翼は夢、そして空へ

 夢の本
 日本全国から集められた、中学生・高校生・先生達の夢が綴られた本の紹介。
   
 夢。子供の頃喘息持ちで体の弱かった自分にとって、苦しみを和らげてくれる医師の存在はとてもありがたく、漠然と「自分もこうなれたらいいな」と思っていた。多分これが自分にとって最初の「将来の夢」。成長し他の様々な職業の存在を知り、それぞれの素晴らしさというものを理解するようになっても、医師という職は自分にとって特別だった。他の選択肢はほとんど考えなかったと言っていい。
 その夢が少し具体的になったのは高校の頃。当時部活で怪我に悩まされ、治療を受けたものの結局完治しなかったことからスポーツ外傷の治療・リハビリテーションの難しさを知った。そして自分と同じように怪我でスポーツに満足に復帰できない人はたくさんいるであろうこと、そういった人を助けるにはスポーツ外傷への知識やひいてはスポーツそのものへの豊富な知識を持ったドクターが必要なのだということを知り、スポーツ整形に進むことを考えるようになった。「自分が感じた辛さや悔しさが経験として他の人を助ける糧となるんだったらこの怪我も無駄にはならない」と自分を納得させようとしたというのも多分にあったと思う。でもそれ以上に「やってみたい」と思う気持ちがあった。
 そして現在。紆余曲折あったけど、子供の頃から持ち続けた夢が実現するまであと少し。今はまた欲張って夢のさらに先を見ている。リングドクターになってプロの選手達の怪我を診ること。選手の回復を助けることで、その選手の夢だけでなく、彼に希望を託したファン達の夢も助けることができるかもしれない。それって素晴らしいことなんじゃね?なんて単純に考えてたりする。でもそんなしょうもない理由でも願い続けて叶えるために努力すれば何とかなるんじゃないかと信じて今を頑張っているところ。いつの日かテレビで俺がドクターストップかけて観客から大ブーイングを受けていたら、「あの馬鹿が夢を叶えたんだな」と思って暖かく見ていて欲しい。

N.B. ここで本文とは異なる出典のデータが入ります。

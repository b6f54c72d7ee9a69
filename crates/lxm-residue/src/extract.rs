use quick_xml::events::Event;
use quick_xml::Reader;

use crate::error::{ResidueError, ResidueResult};

/// Opening tag of a stored residue document.
pub const RESIDUE_OPEN: &str = "<lift-residue>";
/// Closing tag of a stored residue document.
pub const RESIDUE_CLOSE: &str = "</lift-residue>";

const RESIDUE_ELEMENT: &[u8] = b"lift-residue";

/// Split a stored residue document into its top-level fragments.
///
/// Fragments are returned as the exact source text, so entity references and
/// attribute quoting survive unchanged. Whitespace between fragments is
/// dropped.
pub fn fragments(residue: &str) -> ResidueResult<Vec<String>> {
    let residue = residue.trim();
    if residue.is_empty() {
        return Ok(Vec::new());
    }

    let mut reader = Reader::from_str(residue);
    let mut out = Vec::new();
    let mut depth = 0usize;
    let mut start = 0usize;

    loop {
        let before = reader.buffer_position() as usize;
        let event = reader
            .read_event()
            .map_err(|e| ResidueError::Malformed(e.to_string()))?;
        let after = reader.buffer_position() as usize;

        match event {
            Event::Start(e) => {
                if depth == 0 && e.name().as_ref() != RESIDUE_ELEMENT {
                    return Err(ResidueError::Malformed(format!(
                        "unexpected root element at byte {before}"
                    )));
                }
                depth += 1;
                if depth == 2 {
                    start = before;
                }
            }
            Event::End(_) => {
                if depth == 2 {
                    out.push(residue[start..after].to_string());
                }
                depth = depth
                    .checked_sub(1)
                    .ok_or_else(|| ResidueError::Malformed("unbalanced end tag".into()))?;
            }
            Event::Empty(e) => match depth {
                0 if e.name().as_ref() == RESIDUE_ELEMENT => {}
                0 => {
                    return Err(ResidueError::Malformed(
                        "fragment outside residue element".into(),
                    ))
                }
                1 => out.push(residue[before..after].to_string()),
                _ => {}
            },
            Event::Text(t) => {
                if depth == 1 && !t.iter().all(u8::is_ascii_whitespace) {
                    out.push(residue[before..after].trim().to_string());
                }
            }
            Event::CData(_) | Event::Comment(_) if depth == 1 => {
                out.push(residue[before..after].to_string());
            }
            Event::Eof => break,
            _ => {}
        }
    }

    if depth != 0 {
        return Err(ResidueError::Malformed("unclosed residue element".into()));
    }
    Ok(out)
}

 で、今回紹介するこの「夢の本」。日本各地から集まった色んな夢が詰まった本。これから叶えようとする夢、頑張って叶えた夢。他愛のないささやかな、でもまっすぐな夢。叶えられるかわからないほど大きく、でも叶えたい夢。色々。そういった夢達に本を通じて触れることで、夢が見つかってない人は何かのきっかけになるかもしれないし、夢を追って疲れてしまった人は明日からも頑張る糧を得られるかもしれない。皆色んな夢を持っているんだなぁと単純に楽しんでしまうのもいいだろうし、「自分も昔は…」と過去を懐かしんだりするきっかけにするのもいいんじゃないだろうか。楽しみ方は人それぞれ、でも何かしら心に残る本。かく言う自分は夢の原点を思い返してまた明日からも頑張ろう、なんて思ってしまった。夢っていいよね。